BRIEF | Return every line below exactly, leaving nothing out.

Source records
//! Backend-agnostic save store.
//!
//! [`StateStore`] hides the three backends behind one set of typed
//! operations for the two persisted roots. Loading never fails: a missing
//! key, an unreachable backend, or a document that does not parse as the
//! expected type all come back as `None`, and the caller starts from
//! defaults.

use std::collections::HashMap;
use std::sync::Arc;

use serde::Serialize;
use serde::de::DeserializeOwned;
use tokio::sync::Mutex;

use village_core::config::{StorageBackend, StorageConfig};
use village_core::session::SavedGame;
use village_types::ClockSnapshot;

use crate::dragonfly::DragonflyPool;
use crate::error::StoreError;
use crate::file::FileStore;

/// Key holding the day/night clock snapshot.
pub const CLOCK_KEY: &str = "village:clock";

/// Key holding the whole saved game.
pub const STATE_KEY: &str = "village:state";

/// Durable key-value store for the two persisted roots.
#[derive(Debug, Clone)]
pub enum StateStore {
    /// Process-local map; nothing survives a restart.
    Memory(Arc<Mutex<HashMap<String, String>>>),
    /// One JSON file per key.
    File(FileStore),
    /// Redis-compatible server.
    Dragonfly(DragonflyPool),
}

impl StateStore {
    /// An empty in-memory store.
    pub fn memory() -> Self {
        Self::Memory(Arc::default())
    }

    /// Open the backend named by `config`.
    ///
    /// # Errors
    ///
    /// Returns [`StoreError`] if the `Dragonfly` URL is invalid or the
    /// server is unreachable. The file and memory backends cannot fail here.
    pub async fn open(config: &StorageConfig) -> Result<Self, StoreError> {
        let store = match config.backend {
            StorageBackend::Memory => Self::memory(),
            StorageBackend::File => Self::File(FileStore::new(&config.save_dir)),
            StorageBackend::Dragonfly => {
                Self::Dragonfly(DragonflyPool::connect(&config.dragonfly_url).await?)
            }
        };
        tracing::info!(backend = store.backend_name(), "Save store opened");
        Ok(store)
    }

    /// Short backend name for logs.
    pub const fn backend_name(&self) -> &'static str {
        match self {
            Self::Memory(_) => "memory",
            Self::File(_) => "file",
            Self::Dragonfly(_) => "dragonfly",
        }
    }

    // =========================================================================
    // Raw documents
    // =========================================================================

    /// Store `document` at `key`.
    ///
    /// # Errors
    ///
    /// Returns [`StoreError`] if the backend write fails.
    pub async fn put_raw(&self, key: &str, document: String) -> Result<(), StoreError> {
        match self {
            Self::Memory(map) => {
                map.lock().await.insert(key.to_owned(), document);
                Ok(())
            }
            Self::File(files) => files.write(key, &document).await,
            Self::Dragonfly(pool) => pool.set(key, &document).await,
        }
    }

    /// Read the document at `key`.
    ///
    /// # Errors
    ///
    /// Returns [`StoreError`] if the backend read fails.
    pub async fn get_raw(&self, key: &str) -> Result<Option<String>, StoreError> {
        match self {
            Self::Memory(map) => Ok(map.lock().await.get(key).cloned()),
            Self::File(files) => files.read(key).await,
            Self::Dragonfly(pool) => pool.get(key).await,
        }
    }

    /// Delete the document at `key`.
    ///
    /// # Errors
    ///
    /// Returns [`StoreError`] if the backend delete fails.
    pub async fn delete(&self, key: &str) -> Result<(), StoreError> {
        match self {
            Self::Memory(map) => {
                map.lock().await.remove(key);
                Ok(())
            }
            Self::File(files) => files.delete(key).await,
            Self::Dragonfly(pool) => pool.delete(key).await,
        }
    }

    // =========================================================================
    // Typed JSON
    // =========================================================================

    /// Serialize `value` as JSON and store it at `key`.
    ///
    /// # Errors
    ///
    /// Returns [`StoreError::Serialization`] if serialization fails, or the
    /// backend error if the write fails.
    pub async fn save_json<T: Serialize + Sync>(
        &self,
        key: &str,
        value: &T,
    ) -> Result<(), StoreError> {
        let json = serde_json::to_string(value)?;
        self.put_raw(key, json).await
    }

    /// Read and deserialize the value at `key`.
    ///
    /// Read failures and documents that do not deserialize as `T` are
    /// logged at `warn` and reported as absent.
    pub async fn load_json<T: DeserializeOwned>(&self, key: &str) -> Option<T> {
        let document = match self.get_raw(key).await {
            Ok(Some(document)) => document,
            Ok(None) => {
                tracing::debug!(key, "No saved document");
                return None;
            }
            Err(e) => {
                tracing::warn!(key, error = %e, "Failed to read saved document");
                return None;
            }
        };
        match serde_json::from_str(&document) {
            Ok(value) => Some(value),
            Err(e) => {
                tracing::warn!(key, error = %e, "Discarding malformed saved document");
                None
            }
        }
    }

    // =========================================================================
    // Persisted roots -- village:clock, village:state
    // =========================================================================

    /// Load the day/night clock snapshot.
    pub async fn load_clock(&self) -> Option<ClockSnapshot> {
        self.load_json(CLOCK_KEY).await
    }

    /// Load the saved game.
    pub async fn load_saved_game(&self) -> Option<SavedGame> {
        self.load_json(STATE_KEY).await
    }

    /// Write the day/night clock snapshot.
    ///
    /// # Errors
    ///
    /// Returns [`StoreError`] if serialization or the write fails.
    pub async fn save_clock(&self, clock: &ClockSnapshot) -> Result<(), StoreError> {
        self.save_json(CLOCK_KEY, clock).await
    }

    /// Write the saved game.
    ///
    /// # Errors
    ///
    /// Returns [`StoreError`] if serialization or the write fails.
    pub async fn save_saved_game(&self, saved: &SavedGame) -> Result<(), StoreError> {
        self.save_json(STATE_KEY, saved).await
    }
}

#[cfg(test)]
#[allow(clippy::unwrap_used)]
mod tests {
    use chrono::{DateTime, Utc};

    use super::*;

    fn clock() -> ClockSnapshot {
        let t: DateTime<Utc> = DateTime::from_timestamp(1_700_000_000, 0).unwrap();
        ClockSnapshot {
            phase_started_at: t,
            game_started_at: t,
            is_night: true,
        }
    }

    #[tokio::test]
    async fn missing_key_loads_as_none() {
        let store = StateStore::memory();
        assert_eq!(store.load_clock().await, None);
    }

    #[tokio::test]
    async fn clock_survives_save_and_load() {
        let store = StateStore::memory();
        store.save_clock(&clock()).await.unwrap();
        assert_eq!(store.load_clock().await, Some(clock()));
    }

    #[tokio::test]
    async fn type_mismatch_is_treated_as_absent() {
        let store = StateStore::memory();
        store
            .put_raw(CLOCK_KEY, r#"{"isNight":"maybe"}"#.to_owned())
            .await
            .unwrap();
        assert_eq!(store.load_clock().await, None);

        store.put_raw(STATE_KEY, "not json".to_owned()).await.unwrap();
        assert!(store.load_saved_game().await.is_none());
    }

    #[tokio::test]
    async fn saved_game_without_notifications_is_absent() {
        let store = StateStore::memory();
        let config = village_core::config::GameConfig::default();
        let session = village_core::session::Session::new(&config, Utc::now()).unwrap();
        let mut value = serde_json::to_value(session.saved_game()).unwrap();
        value.as_object_mut().unwrap().remove("notifications");
        store.put_raw(STATE_KEY, value.to_string()).await.unwrap();
        assert!(store.load_saved_game().await.is_none());
    }

    #[tokio::test]
    async fn delete_removes_document() {
        let store = StateStore::memory();
        store.save_clock(&clock()).await.unwrap();
        store.delete(CLOCK_KEY).await.unwrap();
        assert_eq!(store.get_raw(CLOCK_KEY).await.unwrap(), None);
    }
}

RESULT FOR THIS TASK |
//! Backend-agnostic save store.
//!
//! [`StateStore`] hides the three backends behind one set of typed
//! operations for the two persisted roots. Loading never fails: a missing
//! key, an unreachable backend, or a document that does not parse as the
//! expected type all come back as `None`, and the caller starts from
//! defaults.

use std::collections::HashMap;
use std::sync::Arc;

use serde::Serialize;
use serde::de::DeserializeOwned;
use tokio::sync::Mutex;

use village_core::config::{StorageBackend, StorageConfig};
use village_core::session::SavedGame;
use village_types::ClockSnapshot;

use crate::dragonfly::DragonflyPool;
use crate::error::StoreError;
use crate::file::FileStore;

/// Key holding the day/night clock snapshot.
pub const CLOCK_KEY: &str = "village:clock";

/// Key holding the whole saved game.
pub const STATE_KEY: &str = "village:state";

/// Durable key-value store for the two persisted roots.
#[derive(Debug, Clone)]
pub enum StateStore {
    /// Process-local map; nothing survives a restart.
    Memory(Arc<Mutex<HashMap<String, String>>>),
    /// One JSON file per key.
    File(FileStore),
    /// Redis-compatible server.
    Dragonfly(DragonflyPool),
}

impl StateStore {
    /// An empty in-memory store.
    pub fn memory() -> Self {
        Self::Memory(Arc::default())
    }

    /// Open the backend named by `config`.
    ///
    /// # Errors
    ///
    /// Returns [`StoreError`] if the `Dragonfly` URL is invalid or the
    /// server is unreachable. The file and memory backends cannot fail here.
    pub async fn open(config: &StorageConfig) -> Result<Self, StoreError> {
        let store = match config.backend {
            StorageBackend::Memory => Self::memory(),
            StorageBackend::File => Self::File(FileStore::new(&config.save_dir)),
            StorageBackend::Dragonfly => {
                Self::Dragonfly(DragonflyPool::connect(&config.dragonfly_url).await?)
            }
        };
        tracing::info!(backend = store.backend_name(), "Save store opened");
        Ok(store)
    }

    /// Short backend name for logs.
    pub const fn backend_name(&self) -> &'static str {
        match self {
            Self::Memory(_) => "memory",
            Self::File(_) => "file",
            Self::Dragonfly(_) => "dragonfly",
        }
    }

    // =========================================================================
    // Raw documents
    // =========================================================================

    /// Store `document` at `key`.
    ///
    /// # Errors
    ///
    /// Returns [`StoreError`] if the backend write fails.
    pub async fn put_raw(&self, key: &str, document: String) -> Result<(), StoreError> {
        match self {
            Self::Memory(map) => {
                map.lock().await.insert(key.to_owned(), document);
                Ok(())
            }
            Self::File(files) => files.write(key, &document).await,
            Self::Dragonfly(pool) => pool.set(key, &document).await,
        }
    }

    /// Read the document at `key`.
    ///
    /// # Errors
    ///
    /// Returns [`StoreError`] if the backend read fails.
    pub async fn get_raw(&self, key: &str) -> Result<Option<String>, StoreError> {
        match self {
            Self::Memory(map) => Ok(map.lock().await.get(key).cloned()),
            Self::File(files) => files.read(key).await,
            Self::Dragonfly(pool) => pool.get(key).await,
        }
    }

    /// Delete the document at `key`.
    ///
    /// # Errors
    ///
    /// Returns [`StoreError`] if the backend delete fails.
    pub async fn delete(&self, key: &str) -> Result<(), StoreError> {
        match self {
            Self::Memory(map) => {
                map.lock().await.remove(key);
                Ok(())
            }
            Self::File(files) => files.delete(key).await,
            Self::Dragonfly(pool) => pool.delete(key).await,
        }
    }

    // =========================================================================
    // Typed JSON
    // =========================================================================

    /// Serialize `value` as JSON and store it at `key`.
    ///
    /// # Errors
    ///
    /// Returns [`StoreError::Serialization`] if serialization fails, or the
    /// backend error if the write fails.
    pub async fn save_json<T: Serialize + Sync>(
        &self,
        key: &str,
        value: &T,
    ) -> Result<(), StoreError> {
        let json = serde_json::to_string(value)?;
        self.put_raw(key, json).await
    }

    /// Read and deserialize the value at `key`.
    ///
    /// Read failures and documents that do not deserialize as `T` are
    /// logged at `warn` and reported as absent.
    pub async fn load_json<T: DeserializeOwned>(&self, key: &str) -> Option<T> {
        let document = match self.get_raw(key).await {
            Ok(Some(document)) => document,
            Ok(None) => {
                tracing::debug!(key, "No saved document");
                return None;
            }
            Err(e) => {
                tracing::warn!(key, error = %e, "Failed to read saved document");
                return None;
            }
        };
        match serde_json::from_str(&document) {
            Ok(value) => Some(value),
            Err(e) => {
                tracing::warn!(key, error = %e, "Discarding malformed saved document");
                None
            }
        }
    }

    // =========================================================================
    // Persisted roots -- village:clock, village:state
    // =========================================================================

    /// Load the day/night clock snapshot.
    pub async fn load_clock(&self) -> Option<ClockSnapshot> {
        self.load_json(CLOCK_KEY).await
    }

    /// Load the saved game.
    pub async fn load_saved_game(&self) -> Option<SavedGame> {
        self.load_json(STATE_KEY).await
    }

    /// Write the day/night clock snapshot.
    ///
    /// # Errors
    ///
    /// Returns [`StoreError`] if serialization or the write fails.
    pub async fn save_clock(&self, clock: &ClockSnapshot) -> Result<(), StoreError> {
        self.save_json(CLOCK_KEY, clock).await
    }

    /// Write the saved game.
    ///
    /// # Errors
    ///
    /// Returns [`StoreError`] if serialization or the write fails.
    pub async fn save_saved_game(&self, saved: &SavedGame) -> Result<(), StoreError> {
        self.save_json(STATE_KEY, saved).await
    }
}

#[cfg(test)]
#[allow(clippy::unwrap_used)]
mod tests {
    use chrono::{DateTime, Utc};

    use super::*;

    fn clock() -> ClockSnapshot {
        let t: DateTime<Utc> = DateTime::from_timestamp(1_700_000_000, 0).unwrap();
        ClockSnapshot {
            phase_started_at: t,
            game_started_at: t,
            is_night: true,
        }
    }

    #[tokio::test]
    async fn missing_key_loads_as_none() {
        let store = StateStore::memory();
        assert_eq!(store.load_clock().await, None);
    }

    #[tokio::test]
    async fn clock_survives_save_and_load() {
        let store = StateStore::memory();
        store.save_clock(&clock()).await.unwrap();
        assert_eq!(store.load_clock().await, Some(clock()));
    }

    #[tokio::test]
    async fn type_mismatch_is_treated_as_absent() {
        let store = StateStore::memory();
        store
            .put_raw(CLOCK_KEY, r#"{"isNight":"maybe"}"#.to_owned())
            .await
            .unwrap();
        assert_eq!(store.load_clock().await, None);

        store.put_raw(STATE_KEY, "not json".to_owned()).await.unwrap();
        assert!(store.load_saved_game().await.is_none());
    }

    #[tokio::test]
    async fn saved_game_without_notifications_is_absent() {
        let store = StateStore::memory();
        let config = village_core::config::GameConfig::default();
        let session = village_core::session::Session::new(&config, Utc::now()).unwrap();
        let mut value = serde_json::to_value(session.saved_game()).unwrap();
        value.as_object_mut().unwrap().remove("notifications");
        store.put_raw(STATE_KEY, value.to_string()).await.unwrap();
        assert!(store.load_saved_game().await.is_none());
    }

    #[tokio::test]
    async fn delete_removes_document() {
        let store = StateStore::memory();
        store.save_clock(&clock()).await.unwrap();
        store.delete(CLOCK_KEY).await.unwrap();
        assert_eq!(store.get_raw(CLOCK_KEY).await.unwrap(), None);
    }
}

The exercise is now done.